Many people wonder “what the hell is that girl doing, buying camera after camera?!” For others who don’t suffer from themselves, doing things are very easy. For me, learning to care to do something is never an easy feat. Film photography allows me to see the world through a different perspective. When I’m behind the camera, I feel like i can take control. I can be strong.  I have complete control over what I want the picture to come out as – unlike my life in which many aspects i have no control over. Most days I still have no control over the pain I feel within. 

I bake and paint and read, but none of these give me the satisfaction and peace that photography allows. It wasn’t until a friend mentioned did I actually realise that all these activities I do are solitary activities. I recently have my eyes set on a 75y-o Zeiss Ikon camera. My mother could do nothing but chide me about me always buying film cameras. 

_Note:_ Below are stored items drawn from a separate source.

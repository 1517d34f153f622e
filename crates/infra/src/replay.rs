//! Read-store recovery by replaying the event log.

use thiserror::Error;
use tracing::info;

use crate::event_log::{EventLog, EventLogError};
use crate::projector::{ProjectionError, Projector};
use crate::read_store::ReadStore;

#[derive(Debug, Error, Clone, PartialEq, Eq)]
pub enum ReplayError {
    #[error(transparent)]
    Log(#[from] EventLogError),

    #[error(transparent)]
    Projection(#[from] ProjectionError),
}

/// Outcome of a completed rebuild.
#[derive(Debug, Clone, Copy, PartialEq, Eq)]
pub struct ReplayReport {
    pub events_replayed: u64,
}

/// Rebuild the read store from scratch: clear it, then feed the full log
/// through the projector in global order.
///
/// Idempotent: profile insertion is an upsert, publishing re-fans-out to
/// the follower set as of that point in the replayed order, and timeline
/// truncation is deterministic. Projection of an appended event cannot be
/// cancelled, so there is no partial-rebuild mode; a failure means the log
/// itself is bad.
pub fn rebuild<L, S>(log: &L, projector: &Projector<S>) -> Result<ReplayReport, ReplayError>
where
    L: EventLog,
    S: ReadStore,
{
    projector.store().clear();

    let records = log.read_all()?;
    murmur_events::projection::run(projector, &records)?;

    let report = ReplayReport {
        events_replayed: records.len() as u64,
    };
    info!(events = report.events_replayed, "read store rebuilt from log");
    Ok(report)
}
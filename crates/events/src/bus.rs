//! Event publishing/subscription abstraction (mechanics only).
//!
//! The bus carries committed events to background consumers. Publish order
//! is the projection order; `publish` returns the message's position in
//! that order so producers can wait for its projection downstream.

use std::sync::mpsc::{Receiver, RecvTimeoutError};
use std::sync::Arc;
use std::time::Duration;

/// A subscription to an event stream.
#[derive(Debug)]
pub struct Subscription<M> {
    receiver: Receiver<M>,
}

impl<M> Subscription<M> {
    pub fn new(receiver: Receiver<M>) -> Self {
        Self { receiver }
    }

    /// Block until the next message is available.
    pub fn recv(&self) -> Result<M, std::sync::mpsc::RecvError> {
        self.receiver.recv()
    }

    /// Try to receive a message without blocking.
    pub fn try_recv(&self) -> Result<M, std::sync::mpsc::TryRecvError> {
        self.receiver.try_recv()
    }

    /// Block for at most `timeout` waiting for the next message.
    pub fn recv_timeout(&self, timeout: Duration) -> Result<M, RecvTimeoutError> {
        self.receiver.recv_timeout(timeout)
    }
}

/// Domain-agnostic event bus.
///
/// A lightweight pub/sub contract with no storage, transport, or threading
/// assumptions. Delivery to a live subscriber preserves publish order.
pub trait EventBus<M>: Send + Sync {
    type Error: core::fmt::Debug + Send + Sync + 'static;

    /// Publish a message; returns its 1-based position in publish order.
    fn publish(&self, message: M) -> Result<u64, Self::Error>;

    fn subscribe(&self) -> Subscription<M>;
}

impl<M, B> EventBus<M> for Arc<B>
where
    B: EventBus<M> + ?Sized,
{
    type Error = B::Error;

    fn publish(&self, message: M) -> Result<u64, Self::Error> {
        (**self).publish(message)
    }

    fn subscribe(&self) -> Subscription<M> {
        (**self).subscribe()
    }
}
//! Projection seam.

use crate::record::EventRecord;

/// A projection builds read-side state from an append-only event stream.
///
/// Implementations own their storage (typically behind interior
/// mutability); applying the full log to a fresh projection must reproduce
/// the same state (replayability).
pub trait Projection {
    type Error: core::fmt::Debug + Send + Sync + 'static;

    /// Apply a single event record.
    fn apply(&self, record: &EventRecord) -> Result<(), Self::Error>;
}

/// Feed records through a projection in order, stopping at the first
/// failure.
pub fn run<P: Projection>(projection: &P, records: &[EventRecord]) -> Result<(), P::Error> {
    for record in records {
        projection.apply(record)?;
    }
    Ok(())
}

For me, film cameras have different personalities. Depending on my own mood, each camera can show different emotions. Not many can appreciate the subtleties of analogue photography. My “bestfriend” from highschool even shunned me because she thought I was “taking over” film photography and making it “my thing” instead of hers. I decided I was higher than that and just ignored her – who was she to judge me in what I do? 

Photography isn’t just trying to find a brilliant picture, it’s a way to put things into perspective. When things are in the lens, it’s all so much easier to understand. 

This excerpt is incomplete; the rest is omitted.